Si seulement il ne faisait pas aussi froid.
Les deux équipes n'ont pas grand chose en commun. Eux ont le vent en poupe, ils en profitent, imposent leur loi dans l'open space.
Ils me gonflent, les ouineurs.

Aujourd'hui ma voisine à la voix de crécelle se tait. Elle est gentille, toujours malade, mais ne dit rien. Elle.
Moi j'ai froid.

Mon téléphone sonne. Tout le monde tend l'oreille.
Mamie ?
Qu'est-ce que tu racontes ?
T'es sûre que ce n'est pas un film ?
Ok, je regarde.

Je n'arrive pas à accéder à CNN.
Un mail de S. Elle a des copains à New York, ils ont peur.
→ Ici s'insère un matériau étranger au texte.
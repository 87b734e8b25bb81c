use chrono::Duration;

/// Renders a stay duration as `X時間Y分Z秒`.
///
/// Zero components are omitted, except that a zero duration renders as `0秒` so the
/// result is never empty. Sub-second precision is truncated and negative input is
/// treated as zero.
pub fn format_duration(duration: Duration) -> String {
    let total_seconds = duration.num_seconds().max(0);

    let hours = total_seconds / 3600;
    let minutes = (total_seconds % 3600) / 60;
    let seconds = total_seconds % 60;

    let mut formatted = String::new();
    if hours > 0 {
        formatted.push_str(&format!("{hours}時間"));
    }
    if minutes > 0 {
        formatted.push_str(&format!("{minutes}分"));
    }
    if seconds > 0 || formatted.is_empty() {
        formatted.push_str(&format!("{seconds}秒"));
    }

    formatted
}
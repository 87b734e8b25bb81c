use super::*;

/// Tests that joining a channel produces the join line and starts a session.
///
/// Expected: one join line and a tracker entry at the join time
#[test]
fn join_records_session_and_logs_join() {
    let service = VoiceLogService::in_memory(GUILD_ID);

    let lines = service.plan(&change(None, Some(general())), at(0));

    assert_eq!(lines, vec!["✅ <@42> が **General** に参加しました。".to_string()]);
    assert_eq!(service.tracker().joined_at(&key()), Some(at(0)));
}

/// Tests a leave with no recorded join, e.g. the member was connected before startup.
///
/// Expected: exactly one leave line carrying the unknown-duration marker
#[test]
fn leave_without_record_reports_unknown_duration() {
    let service = VoiceLogService::in_memory(GUILD_ID);

    let lines = service.plan(&change(Some(general()), None), at(0));

    assert_eq!(
        lines,
        vec![
            "❌ <@42> が **General** から退出しました。\n　滞在時間: 不明（入室時刻の記録なし）"
                .to_string()
        ]
    );
    assert!(service.tracker().store().is_empty());
}

/// Tests a full session: join at T0 and leave at T0+125s.
///
/// Expected: two lines across the session, the leave reporting 2分5秒
#[test]
fn join_then_leave_reports_stay_duration() {
    let service = VoiceLogService::in_memory(GUILD_ID);

    let joined = service.plan(&change(None, Some(general())), at(0));
    let left = service.plan(&change(Some(general()), None), at(125));

    assert_eq!(joined.len(), 1);
    assert_eq!(
        left,
        vec!["❌ <@42> が **General** から退出しました。\n　滞在時間: 2分5秒".to_string()]
    );
    assert_eq!(service.tracker().joined_at(&key()), None);
}

/// Tests a direct move from one channel to another.
///
/// Expected: leave line for the origin first, then join line for the destination,
/// and the tracker restarted at the move time
#[test]
fn move_logs_leave_before_join_and_restarts_session() {
    let service = VoiceLogService::in_memory(GUILD_ID);

    service.plan(&change(None, Some(general())), at(0));
    let lines = service.plan(&change(Some(general()), Some(gaming())), at(3661));

    assert_eq!(
        lines,
        vec![
            "❌ <@42> が **General** から退出しました。\n　滞在時間: 1時間1分1秒".to_string(),
            "✅ <@42> が **Gaming** に参加しました。".to_string(),
        ]
    );
    assert_eq!(service.tracker().joined_at(&key()), Some(at(3661)));
    assert_eq!(service.tracker().store().len(), 1);
}

/// Tests a move for a member whose original join was never observed.
///
/// Expected: unknown-duration leave line, then a join line that starts tracking
#[test]
fn move_without_record_still_starts_tracking() {
    let service = VoiceLogService::in_memory(GUILD_ID);

    let lines = service.plan(&change(Some(general()), Some(gaming())), at(10));

    assert_eq!(lines.len(), 2);
    assert!(lines[0].ends_with(UNKNOWN_STAY));
    assert!(lines[1].contains("**Gaming**"));
    assert_eq!(service.tracker().joined_at(&key()), Some(at(10)));
}

/// Tests attribute-only updates such as mute or deafen toggles.
///
/// Expected: no lines and the running session is left untouched
#[test]
fn same_channel_update_is_silent() {
    let service = VoiceLogService::in_memory(GUILD_ID);

    service.plan(&change(None, Some(general())), at(0));
    let lines = service.plan(&change(Some(general()), Some(general())), at(30));

    assert!(lines.is_empty());
    assert_eq!(service.tracker().joined_at(&key()), Some(at(0)));
}

/// Tests the degenerate update with no channel on either side.
///
/// Expected: no lines
#[test]
fn empty_update_is_silent() {
    let service = VoiceLogService::in_memory(GUILD_ID);

    assert!(service.plan(&change(None, None), at(0)).is_empty());
    assert!(service.tracker().store().is_empty());
}

/// Tests that events from other guilds are discarded.
///
/// Expected: no lines and no tracker entry
#[test]
fn other_guild_is_ignored() {
    let service = VoiceLogService::in_memory(GUILD_ID);
    let mut other = change(None, Some(general()));
    other.guild_id = 1;

    assert!(service.plan(&other, at(0)).is_empty());
    assert!(service.tracker().store().is_empty());
}

/// Tests that bot accounts are discarded.
///
/// Expected: no lines and no tracker entry
#[test]
fn bot_member_is_ignored() {
    let service = VoiceLogService::in_memory(GUILD_ID);
    let mut bot = change(None, Some(general()));
    bot.is_bot = true;

    assert!(service.plan(&bot, at(0)).is_empty());
    assert!(service.tracker().store().is_empty());
}

/// Tests a duplicate join without an intervening leave.
///
/// Expected: the timer restarts, so the stay counts from the second join
#[test]
fn duplicate_join_resets_timer() {
    let service = VoiceLogService::in_memory(GUILD_ID);

    service.plan(&change(None, Some(general())), at(0));
    service.plan(&change(None, Some(general())), at(600));
    let lines = service.plan(&change(Some(general()), None), at(660));

    assert!(lines[0].ends_with("滞在時間: 1分"));
}

/// Tests the message templates directly.
///
/// Expected: literal join/leave formats with the full-width indent on the second line
#[test]
fn message_templates() {
    assert_eq!(
        join_message("<@1>", "Lobby"),
        "✅ <@1> が **Lobby** に参加しました。"
    );
    assert_eq!(
        leave_message("<@1>", "Lobby", StayDuration::Known(Duration::zero())),
        "❌ <@1> が **Lobby** から退出しました。\n　滞在時間: 0秒"
    );
    assert_eq!(
        leave_message("<@1>", "Lobby", StayDuration::Unknown),
        "❌ <@1> が **Lobby** から退出しました。\n　滞在時間: 不明（入室時刻の記録なし）"
    );
}
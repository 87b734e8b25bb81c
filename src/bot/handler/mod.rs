use serenity::all::{Context, EventHandler, Ready, VoiceState};
use serenity::async_trait;

use crate::service::voice_log::VoiceLogService;

pub mod ready;
pub mod voice;

/// Discord bot event handler
pub struct Handler {
    pub voice_log: VoiceLogService,
    pub log_category_name: String,
}

impl Handler {
    pub fn new(voice_log: VoiceLogService, log_category_name: String) -> Self {
        Self {
            voice_log,
            log_category_name,
        }
    }
}

#[async_trait]
impl EventHandler for Handler {
    /// Called when the bot is ready and connected to Discord
    async fn ready(&self, ctx: Context, ready: Ready) {
        ready::handle_ready(&self.voice_log, ctx, ready).await;
    }

    /// Called when a member joins, leaves, moves, or toggles mute/deafen in voice
    async fn voice_state_update(&self, ctx: Context, old: Option<VoiceState>, new: VoiceState) {
        voice::handle_voice_state_update(
            &self.voice_log,
            &self.log_category_name,
            ctx,
            old,
            new,
        )
        .await;
    }
}
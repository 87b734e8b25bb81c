mod bot;
mod config;
mod data;
mod error;
mod model;
mod service;

use dioxus_logger::tracing::{self, Level};

use crate::{config::Config, error::AppError};

#[tokio::main]
async fn main() -> Result<(), AppError> {
    dotenvy::dotenv().ok();

    if let Err(e) = dioxus_logger::init(Level::INFO) {
        eprintln!("Failed to initialize logger: {e}");
    }

    let config = Config::from_env()?;

    tracing::info!(
        "Logging voice activity for guild {} under category {}",
        config.guild_id,
        config.log_category_name
    );

    let client = bot::start::init_bot(&config).await?;
    bot::start::start_bot(client).await?;

    Ok(())
}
Est-ce que tu arrives à te connecter sur CNN ?
Oui, ça y est, enfin !

Putain !
Tout le monde me regarde, je dépasse encore leurs bornes.

Des avions se sont crashés dans le World Trade Center !
Quoi ?

Les copains roulent jusqu'à mon bureau.
On se passe les images en boucle, c'est iréel.
On apprend par S. que d'autres avions sont tombés.
Ce n'est plus une coïncidence.
On se regarde, effarés.
La fin d'un monde.

Les autres continuent à bosser.
Leur monde peut bien s'écrouler.

Je suis glacée.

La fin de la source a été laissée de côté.